Data excerpts
········
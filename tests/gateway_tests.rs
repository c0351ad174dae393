// SPDX-License-Identifier: MIT
// Copyright 2026 Roland Dreier <roland@rolandd.dev>

//! Gateway behavior tests against a scripted local upstream: refresh on
//! 401, rate-limit backoff on 429, retry budgets, and error propagation.

mod common;

use std::sync::Arc;
use std::time::{Duration, Instant};

use serde_json::{json, Value};

use common::{seed_connected_user, seed_unconnected_user, spawn_mock_upstream, ScriptedResponse};
use nova_player::crypto::TokenCipher;
use nova_player::db::{MemoryUserStore, UserStore};
use nova_player::error::AppError;
use nova_player::services::{
    ApiRequest, ResponseCache, SpotifyGateway, SpotifyService, VideoClient,
};

struct Harness {
    upstream: common::MockUpstream,
    store: Arc<dyn UserStore>,
    cipher: TokenCipher,
    gateway: SpotifyGateway,
}

async fn harness() -> Harness {
    let upstream = spawn_mock_upstream().await;
    let config = common::test_config(Some(&upstream));
    let store: Arc<dyn UserStore> = Arc::new(MemoryUserStore::new());
    let cipher = TokenCipher::new(config.encryption_key);
    let gateway = SpotifyGateway::new(&config, store.clone(), cipher.clone());
    Harness {
        upstream,
        store,
        cipher,
        gateway,
    }
}

fn service(harness: &Harness) -> SpotifyService {
    SpotifyService::new(
        harness.gateway.clone(),
        ResponseCache::in_memory(),
        harness.store.clone(),
        VideoClient::new(None),
    )
}

// ─── NotConnected ────────────────────────────────────────────────────────

#[tokio::test]
async fn test_not_connected_fails_before_any_outbound_call() {
    let h = harness().await;
    let user_id = seed_unconnected_user(&h.store).await;
    let spotify = service(&h);

    // A plain read, a best-effort read, and a state change: all must fail
    // with NotConnected without touching the upstream.
    assert!(matches!(
        spotify.get_user_playlists(user_id).await,
        Err(AppError::NotConnected)
    ));
    assert!(matches!(
        spotify.get_top_tracks(user_id).await,
        Err(AppError::NotConnected)
    ));
    assert!(matches!(
        spotify.play(user_id, None, &[], None).await,
        Err(AppError::NotConnected)
    ));

    assert_eq!(h.upstream.hits(), 0);
}

#[tokio::test]
async fn test_unknown_user_is_not_connected() {
    let h = harness().await;
    let result = h.gateway.send(999, ApiRequest::get("/me")).await;
    assert!(matches!(result, Err(AppError::NotConnected)));
    assert_eq!(h.upstream.hits(), 0);
}

// ─── Refresh on 401 ──────────────────────────────────────────────────────

#[tokio::test]
async fn test_401_refreshes_once_and_reissues() {
    let h = harness().await;
    let user_id = seed_connected_user(&h.store, &h.cipher, "stale-access", "refresh-secret").await;

    h.upstream.push(ScriptedResponse::status(401));
    h.upstream
        .push(ScriptedResponse::ok(json!({ "access_token": "fresh-access" })));
    h.upstream
        .push(ScriptedResponse::ok(json!({ "items": [], "total": 0 })));

    let body: Value = h
        .gateway
        .json(user_id, ApiRequest::get("/me/playlists"))
        .await
        .expect("request should succeed after refresh");
    assert_eq!(body["total"], 0);

    let requests = h.upstream.requests();
    assert_eq!(requests.len(), 3);
    assert_eq!(requests[0].path, "/me/playlists");
    assert_eq!(
        requests[0].authorization.as_deref(),
        Some("Bearer stale-access")
    );
    assert_eq!(requests[1].path, "/api/token");
    assert!(requests[1]
        .authorization
        .as_deref()
        .unwrap()
        .starts_with("Basic "));
    assert!(requests[1].body.contains("grant_type=refresh_token"));
    assert!(requests[1].body.contains("refresh-secret"));
    assert_eq!(requests[2].path, "/me/playlists");
    assert_eq!(
        requests[2].authorization.as_deref(),
        Some("Bearer fresh-access")
    );

    // The fresh token is persisted; the refresh token was not rotated.
    let user = h.store.get_user(user_id).await.unwrap().unwrap();
    assert_eq!(user.spotify_access_token.as_deref(), Some("fresh-access"));
    assert_eq!(
        h.cipher
            .decrypt(user.spotify_refresh_token.as_deref().unwrap())
            .unwrap(),
        "refresh-secret"
    );
}

#[tokio::test]
async fn test_second_401_after_refresh_is_session_expired() {
    let h = harness().await;
    let user_id = seed_connected_user(&h.store, &h.cipher, "stale", "refresh-secret").await;

    h.upstream.push(ScriptedResponse::status(401));
    h.upstream
        .push(ScriptedResponse::ok(json!({ "access_token": "fresh" })));
    h.upstream.push(ScriptedResponse::status(401));

    let result = h.gateway.send(user_id, ApiRequest::get("/me")).await;
    assert!(matches!(result, Err(AppError::SessionExpired)));
    // Exactly one refresh attempt, one re-issue, no loop.
    assert_eq!(h.upstream.hits(), 3);
}

#[tokio::test]
async fn test_refresh_failure_is_session_expired_and_keeps_credentials() {
    let h = harness().await;
    let user_id = seed_connected_user(&h.store, &h.cipher, "stale", "refresh-secret").await;
    let before = h.store.get_user(user_id).await.unwrap().unwrap();

    h.upstream.push(ScriptedResponse::status(401));
    h.upstream.push(ScriptedResponse {
        status: 400,
        headers: Vec::new(),
        body: json!({ "error": "invalid_grant" }),
    });

    let result = h.gateway.send(user_id, ApiRequest::get("/me")).await;
    assert!(matches!(result, Err(AppError::SessionExpired)));

    // Stored credentials are untouched on refresh failure.
    let after = h.store.get_user(user_id).await.unwrap().unwrap();
    assert_eq!(after.spotify_access_token, before.spotify_access_token);
    assert_eq!(after.spotify_refresh_token, before.spotify_refresh_token);
}

#[tokio::test]
async fn test_refresh_token_rotation_is_persisted() {
    let h = harness().await;
    let user_id = seed_connected_user(&h.store, &h.cipher, "stale", "old-refresh").await;

    h.upstream.push(ScriptedResponse::status(401));
    h.upstream.push(ScriptedResponse::ok(json!({
        "access_token": "fresh",
        "refresh_token": "rotated-refresh",
    })));
    h.upstream.push(ScriptedResponse::ok(json!({})));

    h.gateway
        .send(user_id, ApiRequest::get("/me"))
        .await
        .expect("request should succeed after refresh");

    let user = h.store.get_user(user_id).await.unwrap().unwrap();
    let stored = user.spotify_refresh_token.unwrap();
    assert!(stored.contains(':'), "rotated token must be encrypted");
    assert_eq!(h.cipher.decrypt(&stored).unwrap(), "rotated-refresh");
}

#[tokio::test]
async fn test_force_refresh_mints_new_token() {
    let h = harness().await;
    let user_id = seed_connected_user(&h.store, &h.cipher, "current", "refresh-secret").await;

    h.upstream
        .push(ScriptedResponse::ok(json!({ "access_token": "forced" })));

    let token = h.gateway.force_refresh(user_id).await.unwrap();
    assert_eq!(token, "forced");

    let requests = h.upstream.requests();
    assert_eq!(requests.len(), 1);
    assert_eq!(requests[0].path, "/api/token");
}

// ─── 429 backoff ─────────────────────────────────────────────────────────

#[tokio::test]
async fn test_429_with_budget_waits_margin_plus_jitter() {
    let h = harness().await;
    let user_id = seed_connected_user(&h.store, &h.cipher, "access", "refresh").await;

    h.upstream.push(ScriptedResponse::status(429).with_header("retry-after", "0"));
    h.upstream.push(ScriptedResponse::ok(json!({ "ok": true })));

    let started = Instant::now();
    let body: Value = h
        .gateway
        .json(user_id, ApiRequest::get("/me").retry_budget(1))
        .await
        .unwrap();
    let elapsed = started.elapsed();

    assert_eq!(body["ok"], true);
    assert_eq!(h.upstream.hits(), 2);
    // retry-after 0 still waits the 1s margin plus up to 1s of jitter.
    assert!(elapsed >= Duration::from_millis(1000), "elapsed {:?}", elapsed);
    assert!(elapsed < Duration::from_millis(2500), "elapsed {:?}", elapsed);
}

#[tokio::test]
async fn test_429_budget_zero_fails_fast() {
    let h = harness().await;
    let user_id = seed_connected_user(&h.store, &h.cipher, "access", "refresh").await;

    h.upstream.push(ScriptedResponse::status(429).with_header("retry-after", "5"));

    let started = Instant::now();
    let result = h
        .gateway
        .send(
            user_id,
            ApiRequest::get("/me/player/currently-playing").retry_budget(0),
        )
        .await;

    match result {
        Err(AppError::RateLimited { retry_after }) => assert_eq!(retry_after, Some(5)),
        other => panic!("expected RateLimited, got {:?}", other.map(|_| ())),
    }
    assert_eq!(h.upstream.hits(), 1);
    assert!(started.elapsed() < Duration::from_millis(500));
}

#[tokio::test]
async fn test_429_exhausted_budget_propagates_after_retries() {
    let h = harness().await;
    let user_id = seed_connected_user(&h.store, &h.cipher, "access", "refresh").await;

    for _ in 0..3 {
        h.upstream.push(ScriptedResponse::status(429).with_header("retry-after", "0"));
    }

    let started = Instant::now();
    let result = h
        .gateway
        .send(user_id, ApiRequest::get("/me").retry_budget(2))
        .await;

    assert!(matches!(result, Err(AppError::RateLimited { .. })));
    // Budget 2 means at most 2 retries: 3 upstream calls in total.
    assert_eq!(h.upstream.hits(), 3);
    // Two backoff cycles of at least 1s each.
    assert!(started.elapsed() >= Duration::from_millis(2000));
}

// ─── Other errors ────────────────────────────────────────────────────────

#[tokio::test]
async fn test_other_upstream_errors_propagate_with_status_and_body() {
    let h = harness().await;
    let user_id = seed_connected_user(&h.store, &h.cipher, "access", "refresh").await;

    h.upstream.push(ScriptedResponse {
        status: 503,
        headers: Vec::new(),
        body: json!({ "error": "maintenance" }),
    });

    let result = h.gateway.send(user_id, ApiRequest::get("/me")).await;
    match result {
        Err(AppError::UpstreamUnavailable { status, body }) => {
            assert_eq!(status, Some(503));
            assert!(body.contains("maintenance"));
        }
        other => panic!("expected UpstreamUnavailable, got {:?}", other.map(|_| ())),
    }
}

#[tokio::test]
async fn test_optional_json_maps_204_to_none() {
    let h = harness().await;
    let user_id = seed_connected_user(&h.store, &h.cipher, "access", "refresh").await;

    h.upstream.push(ScriptedResponse::status(204));

    let result: Option<Value> = h
        .gateway
        .optional_json(user_id, ApiRequest::get("/me/player/currently-playing"))
        .await
        .unwrap();
    assert!(result.is_none());
}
········
## THE PROBLEM
The records above should be printed exactly, please, from the first line through the line containing "use nova_player::error::AppError;", with both ends kept and nothing past it.

## SOLUTION TO THIS EXERCISE
filename tests/gateway_tests.rs
repository c0351ad174dae393
// SPDX-License-Identifier: MIT
// Copyright 2026 Roland Dreier <roland@rolandd.dev>

//! Gateway behavior tests against a scripted local upstream: refresh on
//! 401, rate-limit backoff on 429, retry budgets, and error propagation.

mod common;

use std::sync::Arc;
use std::time::{Duration, Instant};

use serde_json::{json, Value};

use common::{seed_connected_user, seed_unconnected_user, spawn_mock_upstream, ScriptedResponse};
use nova_player::crypto::TokenCipher;
use nova_player::db::{MemoryUserStore, UserStore};
use nova_player::error::AppError;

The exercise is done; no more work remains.